Three decades, six presidents and quite a few wars later, the People’s Market is more than a thriving concern, it’s a venerable UMass tradition. Gavin and Sullivan came back to campus this year to mark the 30th birthday of their unlikely success and to celebrate with the plucky, energetic, knowledgeable students who run the business today.
Gavin grew up in Lawrence, granddaughter of a mill worker. She credits UMass with opening her eyes to her family’s labor history heritage. “My grandmother worked in the mills at the age of 12,” she says, “but it took me going to UMass to learn about the Bread and Roses strike.”
She and Sullivan became friends during their freshman year when both of them joined the takeover of an ROTC building. In addition to their anti-war activism, they shared an interest in women’s issues, and they both wanted to get involved in student government. Sullivan left UMass in her junior year to work for the American Indian Movement, and eventually completed her undergraduate work at Goddard, but Gavin stayed to earn a degree in legal studies and win election as co-president of the student body.

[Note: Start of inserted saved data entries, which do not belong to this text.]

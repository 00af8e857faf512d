//! PEM armor for the DER key codecs
//!
//! Standard `-----BEGIN/END <label>-----` blocks with the base64 body
//! wrapped at 64 columns and a trailing newline after the footer. Unwrap
//! tolerates a trailing newline; a header or footer that does not match the
//! requested label is rejected.

use base64::engine::general_purpose::STANDARD as BASE64;
use base64::Engine;

use crate::error::{Error, Result};
use crate::params::PEM_LINE_WIDTH;

/// Wrap DER bytes in a PEM block with the given label
pub fn wrap(label: &str, der: &[u8]) -> String {
    let body = BASE64.encode(der);
    let mut out =
        String::with_capacity(body.len() + body.len() / PEM_LINE_WIDTH + 2 * label.len() + 32);
    out.push_str("-----BEGIN ");
    out.push_str(label);
    out.push_str("-----\n");
    for chunk in body.as_bytes().chunks(PEM_LINE_WIDTH) {
        out.push_str(std::str::from_utf8(chunk).expect("base64 output is ASCII"));
        out.push('\n');
    }
    out.push_str("-----END ");
    out.push_str(label);
    out.push_str("-----\n");
    out
}

/// Extract the DER bytes from a PEM block with the given label
pub fn unwrap(label: &str, pem: &str) -> Result<Vec<u8>> {
    let header = format!("-----BEGIN {label}-----");
    let footer = format!("-----END {label}-----");

    let mut lines = pem.lines();
    match lines.next() {
        Some(line) if line == header => {}
        _ => {
            return Err(Error::Pem {
                reason: "missing or mismatched BEGIN header",
            })
        }
    }

    let mut body = String::new();
    let mut saw_footer = false;
    for line in &mut lines {
        if line == footer {
            saw_footer = true;
            break;
        }
        body.push_str(line.trim_end());
    }
    if !saw_footer {
        return Err(Error::Pem {
            reason: "missing or mismatched END footer",
        });
    }
    if lines.any(|rest| !rest.trim().is_empty()) {
        return Err(Error::Pem {
            reason: "unexpected data after END footer",
        });
    }

    BASE64.decode(body.as_bytes()).map_err(|_| Error::Pem {
        reason: "invalid base64 body",
    })
}
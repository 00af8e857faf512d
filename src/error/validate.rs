//! Validation utilities for the codecs

use super::{Error, Result};

/// Validate an exact length
#[inline(always)]
pub fn length(context: &'static str, actual: usize, expected: usize) -> Result<()> {
    if actual != expected {
        return Err(Error::Length {
            context,
            expected,
            actual,
        });
    }
    Ok(())
}

/// Validate a minimum length
#[inline(always)]
pub fn min_length(context: &'static str, actual: usize, min: usize) -> Result<()> {
    if actual < min {
        return Err(Error::Length {
            context,
            expected: min,
            actual,
        });
    }
    Ok(())
}
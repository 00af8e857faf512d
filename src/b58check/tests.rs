use super::*;

const WIF_REFERENCE: &str = "5KJvsngHeMpm884wtkJNzQGaCErckhHJBGFsvd3VyK5qMZXj3hS";
const SCALAR_HEX: &str = "c4bbcb1fbec99d65bf59d85c8cb62ee2db963f0fe106f483d9afa73bd4e39a8a";

#[test]
fn test_encode_wif_reference() {
    let payload = hex::decode(SCALAR_HEX).unwrap();
    assert_eq!(encode(&payload, 0x80), WIF_REFERENCE);
}

#[test]
fn test_encode_address_reference() {
    let payload = hex::decode("c4c5d791fcb4654a1ef5e03fe0ad3d9c598f9827").unwrap();
    assert_eq!(encode(&payload, 0x00), "1JwSSubhmg6iPtRjtyqhUYYH7bZg3Lfy1T");
}

#[test]
fn test_decode_reference() {
    let decoded = decode(WIF_REFERENCE).unwrap();
    assert_eq!(decoded[0], 0x80);
    assert_eq!(hex::encode(&decoded[1..]), SCALAR_HEX);
}

#[test]
fn test_unpack_reference() {
    let (version_byte, payload, checksum) = unpack(WIF_REFERENCE).unwrap();
    assert_eq!(version_byte, 0x80);
    assert_eq!(hex::encode(&payload), SCALAR_HEX);

    // The checksum field is what encode would recompute
    let mut body = vec![version_byte];
    body.extend_from_slice(&payload);
    assert_eq!(checksum[..], sha256d(&body)[..CHECKSUM_SIZE]);

    assert_eq!(encode(&payload, version_byte), WIF_REFERENCE);
}

#[test]
fn test_leading_zero_bytes_map_to_ones() {
    let encoded = encode(&[0x00, 0x00, 0x07], 0x00);
    assert!(encoded.starts_with("111"));
    assert_eq!(decode(&encoded).unwrap(), vec![0x00, 0x00, 0x00, 0x07]);
}

#[test]
fn test_empty_payload_roundtrip() {
    let encoded = encode(&[], 0x80);
    assert_eq!(decode(&encoded).unwrap(), vec![0x80]);
}

#[test]
fn test_character_outside_alphabet_rejected() {
    // '0', 'O', 'I' and 'l' are deliberately absent from the alphabet
    for bad in ["0", "O", "I", "l"] {
        let mut s = String::from(WIF_REFERENCE);
        s.replace_range(10..11, bad);
        assert_eq!(
            decode(&s),
            Err(Error::Format {
                context: "base-58 string",
                reason: "character outside the base-58 alphabet",
            })
        );
    }
}

#[test]
fn test_flipped_character_fails_checksum() {
    let mut s: Vec<u8> = WIF_REFERENCE.bytes().collect();
    let original = s[20];
    s[20] = if original == b'a' { b'b' } else { b'a' };
    let s = String::from_utf8(s).unwrap();
    assert_eq!(decode(&s), Err(Error::Checksum));
}

#[test]
fn test_truncated_string_rejected() {
    // Dropping trailing characters invalidates the checksum
    let truncated = &WIF_REFERENCE[..WIF_REFERENCE.len() - 2];
    assert!(decode(truncated).is_err());
}

#[test]
fn test_too_short_string_rejected() {
    // Decodes to fewer than version + checksum bytes
    assert_eq!(
        unpack("1111"),
        Err(Error::Length {
            context: "base58check string",
            expected: 5,
            actual: 4,
        })
    );
}
//! secp256k1 backend seam
//!
//! Thin adapter over the `k256` crate. Scalar and point arithmetic, point
//! validity, and parity rules for (de)compression all live on the other
//! side of this seam; the rest of the crate only manages byte layout.

use k256::elliptic_curve::sec1::ToEncodedPoint;
use rand::{CryptoRng, RngCore};

use crate::error::{Error, Result};
use crate::params::PUBLIC_KEY_UNCOMPRESSED_SIZE;

pub(crate) use k256::{PublicKey as CurvePoint, SecretKey as CurveScalar};

/// Generate a uniformly random nonzero scalar below the curve order
pub(crate) fn generate_scalar<R: CryptoRng + RngCore>(rng: &mut R) -> CurveScalar {
    CurveScalar::random(rng)
}

/// Build a scalar from 32 big-endian bytes; zero and values not below the
/// curve order are rejected
pub(crate) fn scalar_from_bytes(bytes: &[u8]) -> Result<CurveScalar> {
    CurveScalar::from_slice(bytes).map_err(|_| Error::InvalidScalar)
}

/// Scalar multiplication with the base point: scalar * G
pub(crate) fn derive_point(scalar: &CurveScalar) -> CurvePoint {
    scalar.public_key()
}

/// Parse a SEC1-encoded point (compressed or uncompressed), validating it
/// is on the curve
pub(crate) fn point_from_sec1(bytes: &[u8]) -> Result<CurvePoint> {
    CurvePoint::from_sec1_bytes(bytes).map_err(|_| Error::InvalidPoint)
}

/// Serialize a point in SEC1 form, compressed or uncompressed
pub(crate) fn point_to_sec1(point: &CurvePoint, compressed: bool) -> Vec<u8> {
    point.to_encoded_point(compressed).as_bytes().to_vec()
}

/// Serialize a point in the 65-byte uncompressed form required by the DER
/// schemas
pub(crate) fn point_to_uncompressed(point: &CurvePoint) -> [u8; PUBLIC_KEY_UNCOMPRESSED_SIZE] {
    let encoded = point.to_encoded_point(false);
    let mut out = [0u8; PUBLIC_KEY_UNCOMPRESSED_SIZE];
    out.copy_from_slice(encoded.as_bytes());
    out
}
//! Private key value object

use std::fmt;

use rand::{CryptoRng, RngCore};
use subtle::ConstantTimeEq;
use zeroize::Zeroizing;

use crate::asn1::{self, pem};
use crate::b58check;
use crate::curve::{self, CurveScalar};
use crate::error::{Error, Result};
use crate::key::PublicKey;
use crate::params::{
    COMPRESSION_SUFFIX, EC_PRIVATE_KEY_PEM_LABEL, PRIVATE_KEY_SIZE, WIF_VERSION_BYTE,
};

/// A secp256k1 private key plus the compression preference for its derived
/// public key
///
/// The scalar is always stored in canonical 32-byte form regardless of the
/// flag; the flag only affects [`to_wif`](Self::to_wif) and the flag of the
/// derived [`PublicKey`].
#[derive(Clone)]
pub struct PrivateKey {
    scalar: CurveScalar,
    compressed: bool,
}

impl PrivateKey {
    /// Generate a fresh key from a cryptographically secure source
    pub fn generate<R: CryptoRng + RngCore>(rng: &mut R, compressed: bool) -> Self {
        PrivateKey {
            scalar: curve::generate_scalar(rng),
            compressed,
        }
    }

    /// Parse from raw scalar bytes.
    ///
    /// Accepts 32 bytes, or 33 bytes whose trailing `0x01` marks the key as
    /// compressed. The marker is an explicit statement in the data and
    /// overrides the caller's flag.
    pub fn from_bytes(bytes: &[u8], compressed: bool) -> Result<Self> {
        let (scalar_bytes, compressed) = match bytes.len() {
            PRIVATE_KEY_SIZE => (bytes, compressed),
            n if n == PRIVATE_KEY_SIZE + 1 && bytes[PRIVATE_KEY_SIZE] == COMPRESSION_SUFFIX => {
                (&bytes[..PRIVATE_KEY_SIZE], true)
            }
            n => {
                return Err(Error::Length {
                    context: "private key bytes",
                    expected: PRIVATE_KEY_SIZE,
                    actual: n,
                })
            }
        };
        Ok(PrivateKey {
            scalar: curve::scalar_from_bytes(scalar_bytes)?,
            compressed,
        })
    }

    /// Parse from a 64-character hex scalar, or the 66-character form whose
    /// trailing `01` marks the key as compressed
    pub fn from_hex(s: &str, compressed: bool) -> Result<Self> {
        if s.len() != 2 * PRIVATE_KEY_SIZE && s.len() != 2 * (PRIVATE_KEY_SIZE + 1) {
            return Err(Error::Length {
                context: "private key hex",
                expected: 2 * PRIVATE_KEY_SIZE,
                actual: s.len(),
            });
        }
        let bytes = Zeroizing::new(hex::decode(s).map_err(|_| Error::Format {
            context: "private key hex",
            reason: "invalid hexadecimal",
        })?);
        Self::from_bytes(&bytes, compressed)
    }

    /// Parse from Wallet Import Format with the default version byte (0x80)
    pub fn from_wif(s: &str) -> Result<Self> {
        Self::from_wif_with_version(s, WIF_VERSION_BYTE)
    }

    /// Parse from Wallet Import Format, requiring a specific version byte.
    ///
    /// A 33-byte payload with a trailing `0x01` marks the key as
    /// compressed; a 32-byte payload is uncompressed.
    pub fn from_wif_with_version(s: &str, version_byte: u8) -> Result<Self> {
        let (version, payload, _checksum) = b58check::unpack(s)?;
        let payload = Zeroizing::new(payload);
        if version != version_byte {
            return Err(Error::WifVersion {
                expected: version_byte,
                actual: version,
            });
        }
        Self::from_bytes(&payload, false)
    }

    /// Parse from a SEC1 ECPrivateKey DER structure.
    ///
    /// The embedded public point must agree with the point derived from the
    /// scalar; a mismatch would silently produce wrong addresses downstream
    /// and is rejected.
    pub fn from_der(der: &[u8]) -> Result<Self> {
        let (scalar_bytes, point_bytes) = asn1::decode_private_der(der)?;
        let scalar_bytes = Zeroizing::new(scalar_bytes);
        let key = PrivateKey {
            scalar: curve::scalar_from_bytes(&scalar_bytes[..])?,
            compressed: false,
        };
        let derived = curve::point_to_uncompressed(&curve::derive_point(&key.scalar));
        if derived != point_bytes {
            return Err(Error::Asn1 {
                reason: "embedded public key does not match the private scalar",
            });
        }
        Ok(key)
    }

    /// Parse from a PEM `EC PRIVATE KEY` block
    pub fn from_pem(s: &str) -> Result<Self> {
        let der = Zeroizing::new(pem::unwrap(EC_PRIVATE_KEY_PEM_LABEL, s)?);
        Self::from_der(&der)
    }

    /// The scalar in canonical 32-byte big-endian form, in a zeroizing
    /// buffer
    pub fn to_bytes(&self) -> Zeroizing<[u8; PRIVATE_KEY_SIZE]> {
        let mut out = Zeroizing::new([0u8; PRIVATE_KEY_SIZE]);
        out.copy_from_slice(self.scalar.to_bytes().as_slice());
        out
    }

    /// Lowercase 64-character hex of the scalar; never carries the
    /// compression suffix
    pub fn to_hex(&self) -> String {
        hex::encode(&self.to_bytes()[..])
    }

    /// Wallet Import Format with the default version byte (0x80)
    pub fn to_wif(&self) -> String {
        self.to_wif_with_version(WIF_VERSION_BYTE)
    }

    /// Wallet Import Format with an explicit version byte; compressed keys
    /// carry the trailing `0x01` marker before the checksum
    pub fn to_wif_with_version(&self, version_byte: u8) -> String {
        let mut payload = Zeroizing::new(Vec::with_capacity(PRIVATE_KEY_SIZE + 1));
        payload.extend_from_slice(&self.to_bytes()[..]);
        if self.compressed {
            payload.push(COMPRESSION_SUFFIX);
        }
        b58check::encode(&payload, version_byte)
    }

    /// SEC1 ECPrivateKey DER; always embeds the uncompressed point form
    /// required by the schema, independent of the compression flag
    pub fn to_der(&self) -> Vec<u8> {
        let point = curve::point_to_uncompressed(&curve::derive_point(&self.scalar));
        asn1::encode_private_der(&self.to_bytes(), &point)
    }

    /// PEM `EC PRIVATE KEY` block around [`to_der`](Self::to_der)
    pub fn to_pem(&self) -> String {
        pem::wrap(EC_PRIVATE_KEY_PEM_LABEL, &self.to_der())
    }

    /// Derive the public key, carrying this key's compression flag
    pub fn public_key(&self) -> PublicKey {
        PublicKey::from_point(curve::derive_point(&self.scalar), self.compressed)
    }

    /// Whether the derived public key serializes in compressed form
    pub fn compressed(&self) -> bool {
        self.compressed
    }
}

impl PartialEq for PrivateKey {
    fn eq(&self, other: &Self) -> bool {
        let ours = self.to_bytes();
        let theirs = other.to_bytes();
        // Scalar comparison is constant-time; the flag is not secret
        bool::from(ours[..].ct_eq(&theirs[..])) && self.compressed == other.compressed
    }
}

impl Eq for PrivateKey {}

impl fmt::Debug for PrivateKey {
    fn fmt(&self, f: &mut fmt::Formatter<'_>) -> fmt::Result {
        f.debug_struct("PrivateKey")
            .field("scalar", &"<redacted>")
            .field("compressed", &self.compressed)
            .finish()
    }
}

After graduation, Gavin moved to San Diego, where she became one of the nation’s first female firefighters. When she wrote a play about that experience, she discovered yet another career path. Today, she is executive and artistic director of the Brava theater company in San Francisco, which produces politically charged plays by and about women. Meanwhile, back on the East Coast, Sullivan heads the Boston architecture firm Gail Sullivan Associates, which specializes in designing buildings for schools, child care facilities, community centers and non-profit organizations.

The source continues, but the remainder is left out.